Janet Fielding and Mark Strickson are on great form here, as Tegan honestly and
up front tells the newcomer that he’s weird and she doesn’t trust him because
he’s unreliable, while Turlough, snot-nosed little git that he is, can’t help
rub his ingratiating charm in her face. It’s an interesting dynamic because
what it makes clear is that, while Tegan thought she had it bad with the last precocious,
male, alien brat in the Tardis, this one’s an even worse replacement, and isn’t
about to apologise for being what he is. Yes, in storytelling terms, it’s weird
that Turlough has to take Adric’s rooms – it’s a semi-infinite set of
dimensions, he really has to chuck out the belongings of the previous occupant?
– but his place as exactly that, the replacement Adric, is underlined not only
here, but at the end of Terminus too, where he’s being shouted at by an evil
man, dressed in black, in a totally black environment, much as Adric was in
Castrovalva.
When we start having to
give a damn about Terminus, and the Lazars, and the Vanir, and the Garm, and
the Big Bang, Terminus as a story is rather more in love with itself than
either the budget or to some extent the writing encourages us to be as viewers
– while the Vanir all have individual characters, and at least an actor of
Andrew Burt’s calibre isn’t wasted as the rebellious Valguard, they do have the
look of a tragic Eighties goth band, clonking about the place in their skeleton
armour, engaging in power-struggles that never really mean that much until the
end, when Nyssa and the Doctor give them access to a means of freeing
themselves from company control. The Garm barely ever makes sense of any kind.

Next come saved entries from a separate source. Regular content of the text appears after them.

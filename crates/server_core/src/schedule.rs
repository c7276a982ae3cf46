//! Ordered tick schedule over the authoritative state.
//!
//! Systems run in a fixed order; buffs and skill timers advance before any
//! attack resolves, and detonations destroy blocks before deaths are
//! reaped, so an explosion's hole and its kills land in the same tick.

use crate::actor::ActorId;
use crate::systems::{combat, detonation};
use crate::ServerState;
use net_core::snapshot::ExplosionSync;

/// Per-tick scratch: outbound replication and deaths observed this tick.
#[derive(Default)]
pub struct Ctx {
    pub sync: Vec<(ActorId, ExplosionSync)>,
    pub deaths: Vec<ActorId>,
}

pub struct Schedule;

impl Schedule {
    pub fn run(&mut self, srv: &mut ServerState, ctx: &mut Ctx) {
        combat::buffs_and_skills_tick(srv);
        combat::melee_resolve(srv, ctx);
        detonation::detonation_apply(srv, ctx);
        combat::fire_tick(srv);
        combat::deaths_and_cleanup(srv, ctx);
    }
}

/// System order, for structural tests.
pub fn system_names_for_test() -> Vec<&'static str> {
    vec![
        "buffs_and_skills_tick",
        "melee_resolve",
        "detonation_apply",
        "fire_tick",
        "deaths_and_cleanup",
    ]
}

The Lazars mostly disappear from sight, becoming just a ‘thing’ that needs
solving, off-screen.
Liza Goddard is more or
less what passed for stunt casting in 1983, and neither she nor Dominic Guard really
make an impact in their massively underwritten parts. And…well, we mentioned
Tegan and Turlough spend most of the story in the underfloor heating, right? If
there was to be any such thing, that could have been a solid way of getting
them to bury their respective hatchets, but no – because Turlough still has his
big ‘confrontation with evil’ scene coming in Enlightenment, there can be no
real thawing between them in Terminus, meaning they just faff about in the
ducting for most of the story, while the Doctor adopts a single-story companion
in Kari, and Nyssa determines she’s not feeling very well, and then suddenly is,
but needs to be wearing far fewer clothes.
One way in which Terminus
does succeed though is in Nyssa’s departure from the Tardis, which is handled
far better than many other such endings, including the previous one for which
Gallagher was responsible, when Romana decided to stay behind in E-Space. Here
there’s argument, there’s pleading, and there are tears, but there’s also a
speech from Nyssa that shows her having grown up beyond the Doctor’s tutelage,
and hugs and kisses for both the Doctor and Tegan, who have become Nyssa’s
family in the absence of her people and planet. There’s not perhaps an enormous
amount of foreshadowing that it’s coming, but there’s more than, for instance,
Sarah-Jane got. More than Tegan would eventually give. If Terminus has little
enough to recommend it, it does Nyssa’s departure a reasonable amount of
justice, and shifts the balance on the Tardis team by removing the intermediary
and the referee between Tegan and Turlough. Whatever else its failings, and
they are many, Gallagher and Sarah Sutton together make Nyssa’s leaving a
moment of Tardis history that’s well worth remembering.